■ Directions
Here is a block of records. Copy every line in it that includes "SoundAdded".

■ The records
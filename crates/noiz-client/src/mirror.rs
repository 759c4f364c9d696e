//! In-memory mirror of the sound/like document store.
//!
//! This is the off-chain side of the protocol: many sounds per creator,
//! unlike supported, and the daily bolt quota enforced before a like is
//! admitted. Duplicate-like protection works the same way as on-chain — the
//! like-document ID is deterministic per (sound, wallet), so a second like is
//! a unique-key collision, and concurrent attempts resolve with exactly one
//! winner.
//!
//! All mutations go through one interior lock; the quota count is recomputed
//! from the live like log on every observation and never cached.

use crate::docs::{like_doc_id, sanitize_wallet, LikeRecord, SoundRecord};
use crate::error::{ClientError, Result};
use crate::quota::{BoltStatus, DayBoundary, MAX_BOLTS_PER_DAY};
use crate::watch::{Broadcaster, ChangeEvent, Subscription, WatchFilter};
use chrono::{DateTime, Utc};
use serde_json::Value;
use std::collections::{BTreeMap, HashMap};
use std::sync::Mutex;

/// Metadata for a new sound entry.
#[derive(Debug, Clone)]
pub struct NewSound {
    pub title: String,
    pub color: String,
    pub file_url: String,
    pub creator_wallet: String,
    pub category_id: Option<String>,
}

#[derive(Default)]
struct Inner {
    sounds: HashMap<String, SoundRecord>,
    /// Keyed by the deterministic like-document ID.
    likes: BTreeMap<String, LikeRecord>,
    next_sound_seq: u64,
}

/// The mirror store.
pub struct SoundMirror {
    inner: Mutex<Inner>,
    broadcaster: Broadcaster,
    day_boundary: DayBoundary,
}

impl Default for SoundMirror {
    fn default() -> Self {
        Self::new()
    }
}

impl SoundMirror {
    /// A mirror with the default UTC day boundary.
    pub fn new() -> Self {
        Self::with_day_boundary(DayBoundary::Utc)
    }

    pub fn with_day_boundary(day_boundary: DayBoundary) -> Self {
        Self {
            inner: Mutex::new(Inner::default()),
            broadcaster: Broadcaster::new(),
            day_boundary,
        }
    }

    /// Registers a change listener; see [`crate::watch`].
    pub fn subscribe(&self, filter: WatchFilter) -> Subscription {
        self.broadcaster.subscribe(filter)
    }

    /// Adds a sound entry. Creators may add any number of sounds.
    pub fn add_sound(&self, sound: NewSound, now: DateTime<Utc>) -> Result<SoundRecord> {
        if sound.title.is_empty() {
            return Err(ClientError::Validation("title must not be empty".into()));
        }
        if sound.file_url.is_empty() {
            return Err(ClientError::Validation("file URL must not be empty".into()));
        }
        if sound.creator_wallet.is_empty() {
            return Err(ClientError::Validation(
                "creator wallet must not be empty".into(),
            ));
        }

        let mut inner = self.lock();
        inner.next_sound_seq += 1;
        let id = format!("snd-{}", inner.next_sound_seq);
        let record = SoundRecord {
            id: id.clone(),
            title: sound.title,
            color: sound.color,
            creator_wallet: sound.creator_wallet,
            file_url: sound.file_url,
            category_id: sound.category_id,
            likes: 0,
            created_at: Some(now),
        };
        inner.sounds.insert(id.clone(), record.clone());
        drop(inner);

        tracing::info!(sound_id = %id, "sound added");
        self.broadcaster
            .publish(&ChangeEvent::SoundAdded { sound_id: id });
        Ok(record)
    }

    /// Ingests a loose document, validating it at the read boundary.
    pub fn insert_sound_doc(&self, id: &str, doc: &Value) -> Result<SoundRecord> {
        let record = SoundRecord::from_doc(id, doc)?;
        let mut inner = self.lock();
        if inner.sounds.contains_key(id) {
            return Err(ClientError::AlreadyExists(format!("sound {id}")));
        }
        inner.sounds.insert(id.to_string(), record.clone());
        drop(inner);

        self.broadcaster.publish(&ChangeEvent::SoundAdded {
            sound_id: id.to_string(),
        });
        Ok(record)
    }

    pub fn get_sound(&self, sound_id: &str) -> Result<SoundRecord> {
        self.lock()
            .sounds
            .get(sound_id)
            .cloned()
            .ok_or_else(|| ClientError::NotFound(format!("sound {sound_id}")))
    }

    /// All sounds, newest first, optionally limited to one category.
    pub fn sounds(&self, category_id: Option<&str>) -> Vec<SoundRecord> {
        let inner = self.lock();
        let mut sounds: Vec<SoundRecord> = inner
            .sounds
            .values()
            .filter(|s| category_id.is_none_or(|c| s.category_id.as_deref() == Some(c)))
            .cloned()
            .collect();
        sounds.sort_by(|a, b| b.created_at.cmp(&a.created_at).then(b.id.cmp(&a.id)));
        sounds
    }

    /// Likes a sound, spending one bolt.
    ///
    /// The quota is checked before the like is admitted, so the sixth like of
    /// the day is rejected without touching the store. Returns the wallet's
    /// bolt status after the like.
    pub fn like(&self, sound_id: &str, wallet: &str, now: DateTime<Utc>) -> Result<BoltStatus> {
        validate_like_inputs(sound_id, wallet)?;
        let wallet = sanitize_wallet(wallet);
        let doc_id = like_doc_id(sound_id, &wallet);

        let likes = {
            let mut inner = self.lock();
            if !inner.sounds.contains_key(sound_id) {
                return Err(ClientError::NotFound(format!("sound {sound_id}")));
            }

            let used = count_likes_since(&inner, &wallet, self.day_boundary.start_of_day(now));
            if used >= MAX_BOLTS_PER_DAY {
                tracing::warn!(%wallet, "like rejected, daily quota exhausted");
                return Err(ClientError::QuotaExhausted);
            }

            // Unique-key insert on the deterministic ID: the duplicate-like
            // check and the admission are one atomic step under the lock.
            if inner.likes.contains_key(&doc_id) {
                return Err(ClientError::AlreadyExists(format!("like {doc_id}")));
            }
            inner.likes.insert(
                doc_id,
                LikeRecord {
                    button_id: sound_id.to_string(),
                    user_wallet: wallet.clone(),
                    created_at: now,
                },
            );

            let sound = inner
                .sounds
                .get_mut(sound_id)
                .ok_or_else(|| ClientError::NotFound(format!("sound {sound_id}")))?;
            sound.likes += 1;
            sound.likes
        };

        tracing::info!(sound_id, %wallet, likes, "sound liked");
        self.broadcaster.publish(&ChangeEvent::LikeAdded {
            sound_id: sound_id.to_string(),
            wallet: wallet.clone(),
        });
        self.broadcaster.publish(&ChangeEvent::LikeCountChanged {
            sound_id: sound_id.to_string(),
            likes,
        });
        self.bolt_status(&wallet, now)
    }

    /// Removes a like. The bolt is credited back immediately: the like record
    /// disappears from the day's count.
    pub fn unlike(&self, sound_id: &str, wallet: &str) -> Result<()> {
        validate_like_inputs(sound_id, wallet)?;
        let wallet = sanitize_wallet(wallet);
        let doc_id = like_doc_id(sound_id, &wallet);

        let likes = {
            let mut inner = self.lock();
            if inner.likes.remove(&doc_id).is_none() {
                return Err(ClientError::NotFound(format!("like {doc_id}")));
            }
            let sound = inner
                .sounds
                .get_mut(sound_id)
                .ok_or_else(|| ClientError::NotFound(format!("sound {sound_id}")))?;
            sound.likes = sound.likes.saturating_sub(1);
            sound.likes
        };

        tracing::info!(sound_id, %wallet, likes, "sound unliked");
        self.broadcaster.publish(&ChangeEvent::LikeRemoved {
            sound_id: sound_id.to_string(),
            wallet,
        });
        self.broadcaster.publish(&ChangeEvent::LikeCountChanged {
            sound_id: sound_id.to_string(),
            likes,
        });
        Ok(())
    }

    /// The wallet's bolt usage for the day containing `now`.
    ///
    /// Recomputed from the like log on every call; crossing the day boundary
    /// restores the full quota with no stored state.
    pub fn bolt_status(&self, wallet: &str, now: DateTime<Utc>) -> Result<BoltStatus> {
        if wallet.is_empty() {
            return Err(ClientError::Validation("wallet must not be empty".into()));
        }
        let wallet = sanitize_wallet(wallet);
        let inner = self.lock();
        let used = count_likes_since(&inner, &wallet, self.day_boundary.start_of_day(now));
        Ok(BoltStatus::from_used(used))
    }

    /// Whether the wallet has liked the sound.
    pub fn has_liked(&self, sound_id: &str, wallet: &str) -> bool {
        let doc_id = like_doc_id(sound_id, &sanitize_wallet(wallet));
        self.lock().likes.contains_key(&doc_id)
    }

    /// Every like record for the wallet, oldest first.
    pub fn user_likes(&self, wallet: &str) -> Vec<LikeRecord> {
        let wallet = sanitize_wallet(wallet);
        let mut likes: Vec<LikeRecord> = self
            .lock()
            .likes
            .values()
            .filter(|l| l.user_wallet == wallet)
            .cloned()
            .collect();
        likes.sort_by_key(|l| l.created_at);
        likes
    }

    fn lock(&self) -> std::sync::MutexGuard<'_, Inner> {
        self.inner.lock().expect("mirror store poisoned")
    }
}

fn validate_like_inputs(sound_id: &str, wallet: &str) -> Result<()> {
    if sound_id.is_empty() {
        return Err(ClientError::Validation("sound id must not be empty".into()));
    }
    if wallet.is_empty() {
        return Err(ClientError::Validation("wallet must not be empty".into()));
    }
    Ok(())
}

fn count_likes_since(inner: &Inner, wallet: &str, since: DateTime<Utc>) -> u32 {
    inner
        .likes
        .values()
        .filter(|l| l.user_wallet == wallet && l.created_at >= since)
        .count() as u32
}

■ Response area
            .publish(&ChangeEvent::SoundAdded { sound_id: id });
        self.broadcaster.publish(&ChangeEvent::SoundAdded {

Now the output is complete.